** Exercise materials follows **
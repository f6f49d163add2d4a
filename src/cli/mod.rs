//! Command-line interface definitions for the `boxctl` binary.
//!
//! This module centralises the clap parser structures so both the main binary
//! and the build script can reuse them when generating the manual page.

use clap::{Parser, Subcommand};

/// Top-level CLI for the `boxctl` binary.
#[derive(Debug, Parser)]
#[command(
    name = "boxctl",
    about = "Manage DigitalOcean droplets and JiffyBox servers",
    arg_required_else_help = true
)]
pub(crate) struct Cli {
    /// Log debug output, including every status poll.
    #[arg(short, long, global = true)]
    pub(crate) verbose: bool,
    #[command(subcommand)]
    pub(crate) provider: Provider,
}

/// Provider namespaces.
#[derive(Debug, Subcommand)]
pub(crate) enum Provider {
    /// DigitalOcean droplets and catalogues.
    #[command(name = "do", arg_required_else_help = true)]
    DigitalOcean {
        #[command(subcommand)]
        resource: DigitalOceanResource,
    },
    /// JiffyBox servers, catalogues, and backups.
    #[command(name = "jb", arg_required_else_help = true)]
    JiffyBox {
        #[command(subcommand)]
        resource: JiffyBoxResource,
    },
}

/// Resources under `boxctl do`.
#[derive(Debug, Subcommand)]
pub(crate) enum DigitalOceanResource {
    /// Manage droplets.
    #[command(arg_required_else_help = true)]
    Droplet {
        #[command(subcommand)]
        action: DropletAction,
    },
    /// Datacenter regions.
    Region {
        #[command(subcommand)]
        action: CatalogueAction,
    },
    /// Droplet sizes.
    Size {
        #[command(subcommand)]
        action: CatalogueAction,
    },
    /// Images droplets can boot from.
    Image {
        #[command(subcommand)]
        action: CatalogueAction,
    },
}

/// Actions on droplets.
#[derive(Debug, Subcommand)]
pub(crate) enum DropletAction {
    /// List droplets.
    List,
    /// Show one droplet.
    Info {
        /// Droplet id.
        id: u64,
    },
    /// Create a droplet and wait until it is active.
    Create {
        /// Name of the new droplet.
        name: String,
        /// Image id; defaults to the configured image.
        #[arg(short = 'i', long, value_name = "ID")]
        image_id: Option<u64>,
        /// Region id; defaults to the configured region.
        #[arg(short = 'r', long, value_name = "ID")]
        region_id: Option<u64>,
        /// Size id; defaults to the configured size.
        #[arg(short = 's', long, value_name = "ID")]
        size_id: Option<u64>,
        /// SSH key id; defaults to the configured key.
        #[arg(short = 'k', long, value_name = "ID")]
        ssh_key_id: Option<u64>,
    },
    /// Rename a droplet.
    Rename {
        /// Droplet id.
        id: u64,
        /// New name.
        name: String,
    },
    /// Destroy droplets and wait until each is archived.
    Destroy {
        /// Droplet ids, processed in order.
        #[arg(required = true)]
        ids: Vec<u64>,
    },
    /// Rebuild a droplet from an image and wait until it is active.
    Rebuild {
        /// Droplet id.
        id: u64,
        /// Image to rebuild from.
        image_id: u64,
    },
    /// Power a droplet off.
    Shutdown {
        /// Droplet id.
        id: u64,
    },
}

/// Read-only catalogue listing.
#[derive(Debug, Subcommand)]
pub(crate) enum CatalogueAction {
    /// List catalogue entries.
    List,
}

/// Resources under `boxctl jb`.
#[derive(Debug, Subcommand)]
pub(crate) enum JiffyBoxResource {
    /// Manage servers.
    #[command(arg_required_else_help = true)]
    Servers {
        #[command(subcommand)]
        action: ServerAction,
    },
    /// Tariff plans.
    Plans {
        #[command(subcommand)]
        action: CatalogueAction,
    },
    /// Installable distributions.
    Distributions {
        #[command(subcommand)]
        action: CatalogueAction,
    },
    /// Box backups.
    #[command(arg_required_else_help = true)]
    Backups {
        #[command(subcommand)]
        action: BackupAction,
    },
}

/// Actions on JiffyBox servers.
#[derive(Debug, Subcommand)]
pub(crate) enum ServerAction {
    /// List servers.
    List,
    /// Show one server.
    Show {
        /// Box id.
        id: u64,
    },
    /// Create a server and wait until it is ready.
    Create {
        /// Name of the new box.
        name: String,
        /// Plan id; defaults to the configured plan.
        #[arg(short = 'p', long, value_name = "ID")]
        plan_id: Option<u64>,
        /// Distribution key; defaults to the configured distribution.
        #[arg(short = 'd', long, value_name = "KEY")]
        distribution: Option<String>,
    },
    /// Delete servers and wait until each is gone.
    Delete {
        /// Box ids, processed in order.
        #[arg(required = true)]
        ids: Vec<u64>,
    },
    /// Power a server off.
    Shutdown {
        /// Box id.
        id: u64,
    },
    /// Power a server on.
    Start {
        /// Box id.
        id: u64,
        /// Plan to start on; defaults to the configured plan.
        #[arg(short = 'p', long, value_name = "ID")]
        plan_id: Option<u64>,
    },
    /// Freeze a stopped server.
    Freeze {
        /// Box id.
        id: u64,
    },
    /// Thaw a frozen server.
    Thaw {
        /// Box id.
        id: u64,
        /// Plan to thaw onto; defaults to the configured plan.
        #[arg(short = 'p', long, value_name = "ID")]
        plan_id: Option<u64>,
    },
    /// Clone a server that is not frozen.
    Clone {
        /// Source box id.
        id: u64,
        /// Name of the copy.
        name: String,
        /// Plan of the copy; defaults to the configured plan.
        #[arg(short = 'p', long, value_name = "ID")]
        plan_id: Option<u64>,
    },
}

/// Backup actions.
#[derive(Debug, Subcommand)]
pub(crate) enum BackupAction {
    /// List backups of all servers.
    List,
    /// Start a manual backup of a server.
    Create {
        /// Box id.
        id: u64,
    },
}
** End of Exercise materials **
§ Exercise brief
Among the lines above, some may hold the string "Clone". State how many, giving the number alone.

§ Answer to this task
2